A good conference handbook should have the following

  • A nice, customized cover
  • Letters from the General Chair and PC Chairs
  • Schedules for the main conference, workshops, and any co-located conferences
  • Overviews for each day that summarize the main events
  • An "at-a-glance" overview page for each parallel session listing times, locations, titles, and authors
  • Abstracts for all papers presented in the main conference
  • Full pages for special events (the banquet, business meeting, special awards and ceremonies)
  • A perfect index, pointing to any and every mention of a name within the document, and containing no duplicate names (with spelling variations)
  • A local guide with restaurants, area attractions, etc
  • Sponsors and ads

Some terminology

  • The conference proceedings is the book containing all the conference's accepted papers and hosted in the ACL anthology. This is also sometimes called the book. Typically, separate books are produced for short and long papers, the student research workshop, and demonstrations. This is in contrast to the conference handbook, which is used to navigate the actual conference, and which this repository helps you to build.

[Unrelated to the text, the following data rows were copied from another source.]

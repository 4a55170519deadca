// Copyright (c) 2025 Geoffrey Huntley <ghuntley@ghuntley.com>. All rights reserved.
// SPDX-License-Identifier: Proprietary

//! Container runtime capability.

use std::collections::BTreeMap;

use async_trait::async_trait;
use serde::{Deserialize, Serialize};
use thiserror::Error;

use crate::run::RunId;
use crate::task::TaskSpec;

/// Everything a runtime needs to start one attempt of a run.
#[derive(Debug, Clone, PartialEq, Eq)]
pub struct LaunchRequest {
	pub run_id: RunId,
	pub task_name: String,
	pub attempt: u32,
	pub image: String,
	pub command: Option<Vec<String>>,
	pub args: Option<Vec<String>>,
	pub env: BTreeMap<String, String>,
	pub labels: BTreeMap<String, String>,
}

impl LaunchRequest {
	pub fn for_attempt(spec: &TaskSpec, run_id: &RunId, attempt: u32) -> Self {
		Self {
			run_id: run_id.clone(),
			task_name: spec.name.clone(),
			attempt,
			image: spec.image.clone(),
			command: spec.command.clone(),
			args: spec.args.clone(),
			env: spec.params.clone(),
			labels: spec.labels.clone(),
		}
	}
}

/// Opaque reference to a launched container.
#[derive(Debug, Clone, PartialEq, Eq, Hash, Serialize, Deserialize)]
pub struct LaunchHandle {
	/// Runtime-specific identifier (a pod name for Kubernetes).
	pub id: String,
	/// Runtime-specific scope (a namespace for Kubernetes).
	pub scope: Option<String>,
}

impl LaunchHandle {
	pub fn new(id: impl Into<String>) -> Self {
		Self {
			id: id.into(),
			scope: None,
		}
	}

	pub fn scoped(id: impl Into<String>, scope: impl Into<String>) -> Self {
		Self {
			id: id.into(),
			scope: Some(scope.into()),
		}
	}
}

impl std::fmt::Display for LaunchHandle {
	fn fmt(&self, f: &mut std::fmt::Formatter<'_>) -> std::fmt::Result {
		match &self.scope {
			Some(scope) => write!(f, "{scope}/{}", self.id),
			None => f.write_str(&self.id),
		}
	}
}

/// How a container ended when it did not succeed.
#[derive(Debug, Clone, Default, PartialEq, Eq, Serialize, Deserialize)]
pub struct ExitInfo {
	pub exit_code: Option<i32>,
	pub reason: Option<String>,
	pub message: Option<String>,
}

/// Observed state of a launched container.
#[derive(Debug, Clone, PartialEq, Eq)]
pub enum ExecutionStatus {
	Pending,
	Running,
	Succeeded,
	Failed(ExitInfo),
}

/// The runtime could not start a container or report on one.
#[derive(Debug, Clone, Error, PartialEq, Eq)]
pub enum LaunchError {
	#[error("launch rejected: {0}")]
	Rejected(String),

	#[error("container not found: {0}")]
	NotFound(String),

	#[error("runtime unavailable: {0}")]
	Unavailable(String),
}

/// The runtime could not remove a container.
#[derive(Debug, Clone, Error, PartialEq, Eq)]
pub enum TeardownError {
	/// Worth retrying (timeouts, API hiccups).
	#[error("transient teardown failure: {0}")]
	Transient(String),

	#[error("permanent teardown failure: {0}")]
	Permanent(String),
}

impl TeardownError {
	pub fn is_transient(&self) -> bool {
		matches!(self, TeardownError::Transient(_))
	}
}

/// A container runtime the scheduler launches attempts on.
///
/// `terminate` must treat an already-gone container as success.
#[async_trait]
pub trait ContainerLauncher: Send + Sync {
	async fn launch(&self, request: &LaunchRequest) -> Result<LaunchHandle, LaunchError>;

	async fn poll_status(&self, handle: &LaunchHandle) -> Result<ExecutionStatus, LaunchError>;

	async fn terminate(&self, handle: &LaunchHandle) -> Result<(), TeardownError>;
}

  • ACLPUB is the tool used to assemble the proceedings for a conference. This was, I believe, written in the early 2000s by Jason Eisner and Philipp Koehn. It usually consists of a directory named proceedings/, within which are papers, paper metadata, files used to generate the proceedings PDF, and, most importantly for handbook, the order file, which specifies the conference schedule.

  • START is the online system used to manage paper submission, reviewing, acceptance / rejection, and so on. It knows about ACLPUB, and provides interfaces for editing the order file (directly or via their ScheduleMaker tool) and for generating the proceedings.tgz files.

  • Softconf is the company that develops START

  • Subconferences. Conferences hosted in START are assigned a top-level directory, e.g., softconf.com/acl2014. Beneath this are individual "subconferences" representing the workshops and also pieces of the the main conference. Main conference papers are typically hosted at papers/, short papers at shortpapers, and so on for "demos", "srw", "tutorials", and "tacl". Different sessions are self-contained and isolated and do not know about each other or have the ability to reference each other. The main conference spreads across multiple sessions, while workshops are typically contained in a single one.

Main conference versus workshops

There are two main types of events you have to format for: the main conference, and workshops. The technical distinction pertinent to producing the handbook is that

  • Main conferences are multi-track and require you to assemble schedules from multiple sessions whose schedules may be interleaved. Traditionally, these are main conference papers, short papers, demos, student research workshop papers, tutorials, and, since 2013, TACL papers.
  • Workshops are single-track: the schedule and all papers are contained in a single session, e.g., softconf.com/acl2014/WMT14.

Workshops are fairly easy to format since everything is linear and typically abstracts are not printed. This can be done fairly automatically by generating the schedule from the order file, even if the workshop chairs are derelict in the their duties.

The main conference is another matter. The papers that are presented are contained in separate subconferences, whose separate schedules must be assembled and interleaved to produce the consolidated main conference schedule.

Notes for Publications Chairs

The downside of being the handbook chair is that there is all sorts of upstream events you have no power to enforce (except through friendly pub chairs) but that have a large impact on how difficult your job is. It will be helpful to read this section and pass this information on to the publications chairs, in the case where you are not them. In general, it is most helpful if the publications chairs are also responsible for the handbook (and this is what NAACL has done in 2013 and 2015), but if you are the "handbook chair" and are not also the pub chair, you should be in touch with them early and often to minimize the amount of hand-correction you'll have to do.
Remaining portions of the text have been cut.